The evidence here offered was not the mere declarations
Page 25 U. S. 470
of the master upon other occasions totally disconnected with the
objects of the voyage. These declarations were connected with acts
in furtherance of the objects of the voyage, and within the general
scope of his authority as conductor of the enterprise. He had an
implied authority to hire a crew, and do other acts necessary for
the voyage. The testimony went to establish, that he endeavored to
engage Captain Coit to go as mate for the voyage then in progress,
and his declarations were all made with reference to that object,
and as persuasive to the undertaking. They were therefore, in the
strictest sense, a part of the
res gestae, the necessary
explanations attending the attempt to hire. If he had hired a mate,
the terms of the hiring, though verbal, would have been part of the
act, and the nature of the voyage, as explained at the time, a
necessary ingredient. The act would have been so combined with the
declarations, as to be inseparable without injustice. The same
authority from the owner which allows the master to hire the crew
justifies him in making such declarations and explanations as are
proper to attain the object. Those declarations and explanations
are as much within the scope of the authority as the act of hiring
itself. Our opinion of the admissibility of this evidence proceeds
upon the ground that these were not the naked declarations of the
master, unaccompanied with his acts in that capacity, but
declarations coupled with proceedings for the objects of the
voyage, and while it was in progress. We give no opinion upon the
point whether mere declarations, under other circumstances, would
have been admissible. The principle which we maintain is stated
with great clearness by Mr. Starkie in his Treatise on Evidence, 2
Stark. Evid., part 4, p. 60. "Where," says he,
"the fact of agency has been proved, either expressly or
presumptively, the act of the agent, coextensive with the
authority, is the act of the principal, whose mere instrument he
is, and then, whatever the agent says within the scope of his
authority, the principal says, and evidence may be given of such
acts and declarations as if they had been actually done and made by
the principal himself.
* "
Page 25 U. S. 471
The other questions arise from the instructions or opinions
prayed for by the defendant at the trial upon matters of law, upon
which also the judges were divided in opinion.
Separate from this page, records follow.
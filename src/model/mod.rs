//! Trained multi-class SVM model
//!
//! A model holds one binary machine per subproblem together with the
//! training rows its alphas refer to. It is immutable once built: all
//! per-call buffers live in a caller-owned [`ClassifyScratch`], so one model
//! can serve concurrent queries.

use crate::core::{
    Classification, Classifier, Decomposition, Result, SVMError, TrainingReport, TrainingSet,
};
use crate::kernel::{Kernel, KernelRef};
use crate::partition::{machine_count, IdMap};
use crate::utils::scaling::Normalization;
use crate::utils::validation::check_dimension;
use std::sync::Arc;

/// Solution of one binary subproblem
#[derive(Debug, Clone, PartialEq)]
pub struct BinaryMachine {
    /// Internal id of the class with target +1
    pub positive: usize,
    /// Internal id of the class with target -1 (pairwise only)
    pub negative: Option<usize>,
    /// Training rows of the subproblem
    pub rows: Vec<usize>,
    /// ±1 targets aligned with `rows`
    pub targets: Vec<f64>,
    /// Lagrange multipliers aligned with `rows`
    pub alpha: Vec<f64>,
    pub bias: f64,
    /// Index into the model's kernel list
    pub kernel: usize,
}

impl BinaryMachine {
    /// Number of rows with a non-zero alpha
    pub fn n_support_vectors(&self) -> usize {
        self.alpha.iter().filter(|&&a| a > 0.0).count()
    }

    /// Training-set indices of the support vectors
    pub fn support_vectors(&self) -> impl Iterator<Item = usize> + '_ {
        self.rows
            .iter()
            .zip(&self.alpha)
            .filter(|(_, &a)| a > 0.0)
            .map(|(&row, _)| row)
    }

    /// f(x) = Σ alpha_i y_i K(x_i, x) - bias over already-normalized `x`
    pub fn decision_value(&self, data: &TrainingSet, kernel: &dyn Kernel, x: &[f64]) -> f64 {
        let mut sum = 0.0;
        for ((&row, &alpha), &y) in self.rows.iter().zip(&self.alpha).zip(&self.targets) {
            if alpha > 0.0 {
                sum += alpha * y * kernel.apply(data.row(row), x);
            }
        }
        sum - self.bias
    }
}

/// Everything needed to assemble a model
#[derive(Debug, Clone)]
pub struct ModelParts<'k> {
    pub kernels: Vec<KernelRef<'k>>,
    /// Training rows as seen by the kernels (after normalization)
    pub data: Arc<TrainingSet>,
    pub machines: Vec<BinaryMachine>,
    pub ids: IdMap,
    pub decomposition: Decomposition,
    pub normalization: Option<Normalization>,
    pub sum_to_one: bool,
    pub report: TrainingReport,
}

/// Reusable buffers for [`SvmModel::classify_with`]
#[derive(Debug, Clone, Default)]
pub struct ClassifyScratch {
    feature: Vec<f64>,
    values: Vec<f64>,
}

impl ClassifyScratch {
    pub fn new() -> Self {
        Self::default()
    }
}

/// Trained multi-class SVM
#[derive(Debug, Clone)]
pub struct SvmModel<'k> {
    kernels: Vec<KernelRef<'k>>,
    data: Arc<TrainingSet>,
    machines: Vec<BinaryMachine>,
    ids: IdMap,
    decomposition: Decomposition,
    normalization: Option<Normalization>,
    sum_to_one: bool,
    report: TrainingReport,
}

impl<'k> SvmModel<'k> {
    /// Assemble a model, checking that the parts fit together
    pub fn from_parts(parts: ModelParts<'k>) -> Result<Self> {
        let ModelParts {
            kernels,
            data,
            machines,
            ids,
            decomposition,
            normalization,
            sum_to_one,
            report,
        } = parts;

        let invalid = |msg: String| -> Result<Self> { Err(SVMError::InvalidParameter(msg)) };

        if ids.len() < 2 {
            return invalid(format!("a model needs two classes, got {}", ids.len()));
        }
        let expected = machine_count(decomposition, ids.len());
        if machines.len() != expected {
            return invalid(format!(
                "{} classes need {expected} machines, got {}",
                ids.len(),
                machines.len()
            ));
        }
        if let Some(norm) = &normalization {
            if norm.dim() != data.dim() {
                return invalid(format!(
                    "normalization has {} features, training data {}",
                    norm.dim(),
                    data.dim()
                ));
            }
        }

        for (m, machine) in machines.iter().enumerate() {
            let n = machine.rows.len();
            if machine.targets.len() != n || machine.alpha.len() != n {
                return invalid(format!(
                    "machine {m}: {n} rows, {} targets, {} alphas",
                    machine.targets.len(),
                    machine.alpha.len()
                ));
            }
            if machine.kernel >= kernels.len() {
                return invalid(format!("machine {m}: no kernel slot {}", machine.kernel));
            }
            if machine.rows.iter().any(|&r| r >= data.len()) {
                return invalid(format!("machine {m}: row index out of range"));
            }
            if machine.positive >= ids.len() || machine.negative.is_some_and(|c| c >= ids.len())
            {
                return invalid(format!("machine {m}: class id out of range"));
            }
            if machine.negative.is_some() != (decomposition == Decomposition::Pairwise) {
                return invalid(format!(
                    "machine {m}: class pair does not match {decomposition:?}"
                ));
            }
            if !machine.bias.is_finite() || machine.alpha.iter().any(|a| !a.is_finite()) {
                return invalid(format!("machine {m}: non-finite coefficients"));
            }
        }

        Ok(Self {
            kernels,
            data,
            machines,
            ids,
            decomposition,
            normalization,
            sum_to_one,
            report,
        })
    }

    /// Alpha vector of every machine
    pub fn alphas(&self) -> Vec<&[f64]> {
        self.machines.iter().map(|m| m.alpha.as_slice()).collect()
    }

    /// Bias of every machine
    pub fn biases(&self) -> Vec<f64> {
        self.machines.iter().map(|m| m.bias).collect()
    }

    pub fn machines(&self) -> &[BinaryMachine] {
        &self.machines
    }

    pub fn kernels(&self) -> &[KernelRef<'k>] {
        &self.kernels
    }

    /// Kernel used by machine `m`, `None` past the last machine
    pub fn kernel_of(&self, m: usize) -> Option<&dyn Kernel> {
        let slot = self.machines.get(m)?.kernel;
        self.kernels.get(slot).map(|k| k.kernel())
    }

    pub fn id_map(&self) -> &IdMap {
        &self.ids
    }

    pub fn decomposition(&self) -> Decomposition {
        self.decomposition
    }

    pub fn report(&self) -> &TrainingReport {
        &self.report
    }

    pub fn normalization(&self) -> Option<&Normalization> {
        self.normalization.as_ref()
    }

    pub fn sum_to_one(&self) -> bool {
        self.sum_to_one
    }

    /// Training rows the alphas refer to (normalized if enabled)
    pub fn training_data(&self) -> &TrainingSet {
        &self.data
    }

    /// Feature dimension expected by `classify`
    pub fn dim(&self) -> usize {
        self.data.dim()
    }

    /// Total number of support vectors over all machines
    pub fn n_support_vectors(&self) -> usize {
        self.machines.iter().map(BinaryMachine::n_support_vectors).sum()
    }

    /// Raw decision value of every machine for `feature`
    pub fn decision_values(&self, feature: &[f64]) -> Result<Vec<f64>> {
        let mut scratch = ClassifyScratch::new();
        self.evaluate(feature, &mut scratch)?;
        Ok(scratch.values)
    }

    /// Classify one feature vector
    pub fn classify(&self, feature: &[f64]) -> Result<Classification> {
        self.classify_with(feature, &mut ClassifyScratch::new())
    }

    /// Classify using caller-owned buffers
    pub fn classify_with(
        &self,
        feature: &[f64],
        scratch: &mut ClassifyScratch,
    ) -> Result<Classification> {
        self.evaluate(feature, scratch)?;
        let values = &scratch.values;
        let k = self.ids.len();

        let mut scores = vec![0.0; k];
        match self.decomposition {
            Decomposition::OneVsAll => {
                for (machine, &value) in self.machines.iter().zip(values) {
                    scores[machine.positive] = value;
                }
            }
            Decomposition::Pairwise => {
                for (machine, &value) in self.machines.iter().zip(values) {
                    let winner = match machine.negative {
                        Some(negative) if value < 0.0 => negative,
                        _ => machine.positive,
                    };
                    scores[winner] += 1.0;
                }
            }
        }

        // ties go to the lowest internal id
        let mut winner = 0;
        for (class, &score) in scores.iter().enumerate().skip(1) {
            if score > scores[winner] {
                winner = class;
            }
        }

        if self.sum_to_one {
            normalize_scores(self.decomposition, &mut scores, self.machines.len());
        }

        let external = self.ids.external_ids();
        Ok(Classification {
            label: external[winner],
            scores: external.iter().copied().zip(scores).collect(),
        })
    }

    /// Fill `scratch.values` with one decision value per machine
    fn evaluate(&self, feature: &[f64], scratch: &mut ClassifyScratch) -> Result<()> {
        check_dimension(self.data.dim(), feature)?;

        let ClassifyScratch { feature: buf, values } = scratch;
        let x: &[f64] = match &self.normalization {
            Some(norm) => {
                norm.transform_into(feature, buf);
                buf.as_slice()
            }
            None => feature,
        };

        values.clear();
        for machine in &self.machines {
            let kernel = self.kernels[machine.kernel].kernel();
            values.push(machine.decision_value(&self.data, kernel, x));
        }
        Ok(())
    }
}

fn normalize_scores(decomposition: Decomposition, scores: &mut [f64], n_machines: usize) {
    match decomposition {
        Decomposition::OneVsAll => {
            let min = scores.iter().copied().fold(f64::INFINITY, f64::min);
            let shift = if min < 0.0 { -min } else { 0.0 };
            let sum: f64 = scores.iter().map(|s| s + shift).sum();
            if sum > 0.0 {
                for s in scores.iter_mut() {
                    *s = (*s + shift) / sum;
                }
            } else {
                let uniform = 1.0 / scores.len() as f64;
                scores.iter_mut().for_each(|s| *s = uniform);
            }
        }
        Decomposition::Pairwise => {
            let pairs = n_machines.max(1) as f64;
            for s in scores.iter_mut() {
                *s /= pairs;
            }
        }
    }
}

impl Classifier for SvmModel<'_> {
    fn classify(&self, feature: &[f64]) -> Result<Classification> {
        SvmModel::classify(self, feature)
    }

    fn n_classes(&self) -> usize {
        self.ids.len()
    }
}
The first instruction prayed puts the point whether the burden
of proof of the offenses charged in the indictment did not rest
upon the United States. Without question it does in all cases where
a party stands charged with an offense, unless a different
provision is made by some statute, for the general rule of our
jurisprudence is that the party accused needs not establish his
innocence, but it is for the government itself to prove his guilt
before it is entitled to a verdict or conviction. This question has
been abandoned at the argument here, and is too plain for
controversy, since there is no statutable provision altering the
general principle in this particular.
The second instruction is conceived in very general terms -- so
general, indeed, that it cannot be supported if it is to be
understood in its obvious sense. It asks the court to instruct the
jury that evidence that the defendant caused the vessel to be
fitted out by Captain Hill or anyone else, will not support the
first count in the indictment, in which the defendant is charged
with fitting her out himself. This obviously covers the case where
the fitting out is by the instrumentality of any other persons,
however innocent of his design, even though the defendant himself
should be personally present, either really or constructively, and
superintending the whole operations. To this extent it is clearly
unmaintainable. But in a more restrictive sense it involves the
question whether evidence that the owner commanded, authorized, and
superintended the fitment through his agents, without his personal
presence, would support this count. We are of opinion in the
affirmative. The act of Congress does not require that the fitting
out should be by the owner personally, without the assistance or
agency of others. The act itself is of a nature which forbids such
a supposition. The fitment of a vessel is ordinarily, and indeed
must be done through the instrumentality of others. It is not a
single act, but a series of subordinate operations requiring the
cooperation of persons in various trades and arts, all conducing to
the same end. It would be against the plain sense of the
Page 25 U. S. 472
legislature, to interpret its language to mean that the act
which it punishes, and which must or may be done by many in the
ordinary course of business, shall only be punishable when the
extraordinary fact occurs of its being done by one person. If done
by others under the command and direction of the owner, with his
approbation and for his benefit, it is just as much in
contemplation of law his own act as if done by himself. To this
extent, at least, the maxim may be safely applied
qui facit per
alium, facit per se. And it cannot be material whether it be
done in his absence from, or his presence in, the scene. Especially
there can be no doubt that the principle ought to be applied with
increased force, where the owner resides at the same port or
neighborhood and superintends the course of the operations, even if
he does not see them. Even in the highest crimes, those who are
present, aiding and commanding or abetting are deemed principals,
and if absent, in treason and in misdemeanors, they are still
deemed principals; though it may be necessary in treason to lay the
overt acts precisely according to the fact, from considerations
peculiar to that offense. This instruction ought therefore to have
been refused.
The third instruction turns upon the point, whether the fitting
out, in the sense of the act of Congress, means a complete
equipment, so that a partial equipment only will extract the case
from the prohibitions of the statute. This objection appears to us
to proceed from a mistaken view of the facts applicable to the
case. If the vessel actually sailed on her voyage from Baltimore
for the purpose of employment in the slave trade, her fitment was
complete for all the purposes of the act. It is by no means
necessary, that every equipment for a slave voyage should have been
taken on board at Baltimore, or indeed that any equipments
exclusively applicable to such a voyage should have been on board.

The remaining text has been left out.